Sometimes I fall asleep in front of my computer.

Just like I did ten minutes ago.

I often let three days go by before I take a shower.  My daily outings involve walking into town in good weather and bussing in bad weather to run a few errands at most or at least hunker down at the local pizza shop for my almost daily cappuccino.  I've earned the nickname "Cappuccino Man" from the owner as that is my usual purchase.  Sometimes I see myself aging further into my Cappuccino Man persona over the next twenty to thirty years.

Last night, I dreamt that it was already 2024 and Trump won all of Massachusetts with the electoral college votes.  He took an uncharacteristic victory lap in an Olympic sized pool, presumably at Harvard (I have never been on Harvard grounds in my life).  The he pulled his bulk to the edge of the pool and allowed me to play "butt bongo" on his massive ass cheeks.  Someone took me aside and asked, "Do you even know where those buttocks have been?"
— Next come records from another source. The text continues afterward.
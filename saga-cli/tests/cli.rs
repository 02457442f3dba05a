use assert_cmd::cargo::cargo_bin_cmd;
use predicates::prelude::*;
use std::fs;
use std::path::{Path, PathBuf};
use tempfile::TempDir;

const OUTLINE: &str = "\u{feff}Season 1
*Pilot*
   Characters
      Bob
      Alice
   Locations
      Park
   Songs
      Opening
         Theme Song
      Scene Specific
         Rooftop
            Night Drive
Chapter Template
*Episode Name*
   Characters
      Someone
";

fn write_outline(dir: &TempDir) -> PathBuf {
    let path = dir.path().join("outline.txt");
    fs::write(&path, OUTLINE).expect("outline to be written");
    path
}

fn read(path: &Path) -> String {
    fs::read_to_string(path).expect("artifact to exist")
}

#[test]
fn writes_every_artifact_next_to_the_input() {
    let dir = TempDir::new().unwrap();
    let input = write_outline(&dir);

    let mut cmd = cargo_bin_cmd!("saga");
    cmd.arg(&input);
    cmd.assert()
        .success()
        .stdout(predicate::str::contains("Directory created"))
        .stdout(predicate::str::contains("Casual Roleplay Songs.txt"));

    let output = dir.path().join("Output");
    assert_eq!(read(&output.join("Casual Roleplay Characters.txt")), "Alice\nBob\n");
    assert_eq!(read(&output.join("Casual Roleplay Locations.txt")), "Park\n");
    assert_eq!(
        read(&output.join("Casual Roleplay Songs.txt")),
        "Night Drive\nTheme Song\n"
    );

    let json = read(&output.join("Casual Roleplay.json"));
    assert!(json.starts_with("{\n    \"Season 1\": {"));
    let value: serde_json::Value = serde_json::from_str(&json).unwrap();
    assert!(value.get("Chapter Template").is_none());
    assert_eq!(value["Season 1"]["Pilot"]["Songs"]["Opening"], "Theme Song");
}

#[test]
fn reuses_an_existing_output_directory() {
    let dir = TempDir::new().unwrap();
    let input = write_outline(&dir);
    fs::create_dir(dir.path().join("Output")).unwrap();

    let mut cmd = cargo_bin_cmd!("saga");
    cmd.arg(&input);
    cmd.assert()
        .success()
        .stdout(predicate::str::contains("Directory created").not());

    assert!(dir.path().join("Output").join("Casual Roleplay.json").is_file());
}

#[test]
fn prints_a_single_artifact_without_writing_files() {
    let dir = TempDir::new().unwrap();
    let input = write_outline(&dir);

    let mut cmd = cargo_bin_cmd!("saga");
    cmd.arg(&input).arg("--print").arg("characters");
    cmd.assert().success().stdout("Alice\nBob\n");

    assert!(!dir.path().join("Output").exists());
}

#[test]
fn prompts_for_a_quoted_path() {
    let dir = TempDir::new().unwrap();
    let input = write_outline(&dir);

    let mut cmd = cargo_bin_cmd!("saga");
    cmd.write_stdin(format!("\"{}\"\n", input.display()));
    cmd.assert()
        .success()
        .stdout(predicate::str::contains("ABSOLUTE file path"));

    assert!(dir.path().join("Output").join("Casual Roleplay.json").is_file());
}

#[test]
fn honours_name_output_dir_and_config() {
    let dir = TempDir::new().unwrap();
    let input = write_outline(&dir);
    let config = dir.path().join("saga.toml");
    fs::write(&config, "[output]\njson_indent = 2\n").unwrap();
    let out = dir.path().join("custom");

    let mut cmd = cargo_bin_cmd!("saga");
    cmd.arg(&input)
        .arg("--name")
        .arg("Notes")
        .arg("--output-dir")
        .arg(&out)
        .arg("--config")
        .arg(&config);
    cmd.assert().success();

    let json = read(&out.join("Notes.json"));
    assert!(json.starts_with("{\n  \"Season 1\": {"));
    assert!(out.join("Notes Characters.txt").is_file());
}

#[test]
fn missing_input_fails_with_an_error() {
    let mut cmd = cargo_bin_cmd!("saga");
    cmd.arg("/no/such/outline.txt");
    cmd.assert()
        .failure()
        .code(1)
        .stderr(predicate::str::contains("Error: failed to read /no/such/outline.txt"));
}

#[test]
fn rejects_unknown_print_targets() {
    let mut cmd = cargo_bin_cmd!("saga");
    cmd.arg("outline.txt").arg("--print").arg("props");
    cmd.assert().failure();
}
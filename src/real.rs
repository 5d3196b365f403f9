// Copyright 2026 the Cardano Authors
// SPDX-License-Identifier: Apache-2.0 OR MIT

//! The real scalar types the solvers are generic over.

use core::fmt::Debug;

use num_traits::Float;

/// A real floating-point scalar: implemented for `f32` and `f64`.
///
/// Besides the [`Float`] operations, this carries the handful of constants the
/// closed-form solvers need, so that generic code never has to go through a
/// fallible numeric cast.
pub trait Real: Float + Debug + Default + Send + Sync + 'static {
    /// Absolute tolerance used when classifying discriminants and the
    /// coefficients of a depressed cubic.
    ///
    /// This is `1e-10` for both `f32` and `f64`.
    const TOLERANCE: Self;

    /// `√3 / 2`, the imaginary part of the primitive cube roots of unity.
    const HALF_SQRT_3: Self;

    /// Converts a small literal into this type.
    ///
    /// Only intended for exactly representable constants like `3.0` or `27.0`.
    fn from_f64(x: f64) -> Self;
}

macro_rules! impl_real {
    ($ty:ty, $half_sqrt_3:literal, $from_f64:path) => {
        impl Real for $ty {
            const TOLERANCE: $ty = 1e-10;
            const HALF_SQRT_3: $ty = $half_sqrt_3;

            #[inline]
            fn from_f64(x: f64) -> $ty {
                $from_f64(x)
            }
        }
    };
}

#[inline]
#[expect(
    clippy::cast_possible_truncation,
    reason = "only used for exactly representable literals"
)]
fn narrow(x: f64) -> f32 {
    x as f32
}

impl_real!(f32, 0.866_025_4, narrow);
impl_real!(f64, 0.866_025_403_784_438_6, core::convert::identity);

/// Is `x` within [`Real::TOLERANCE`] of zero?
#[inline]
pub fn is_negligible<T: Real>(x: T) -> bool {
    x.abs() <= T::TOLERANCE
}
The dream continued with the band Alice In Chains performing a memorial show for their late lead singer Layne Staley in a record store.  Note:  Every major record store I know of in the city has long since been closed.  I pick up my discs at a secondhand store in the town neighboring mine.  It doesn't even have enough room to let a band set up for an acoustic jam.  Nonetheless, AIC found space and played their hearts out.

The dream concluded with me exiting an Uber ride to an abandoned mall in the late evening during the dead of winter.  I have had this dream more than once.  What does it mean?  I'll have to think about it.

Suze is preparing breakfast.  I'm done for now.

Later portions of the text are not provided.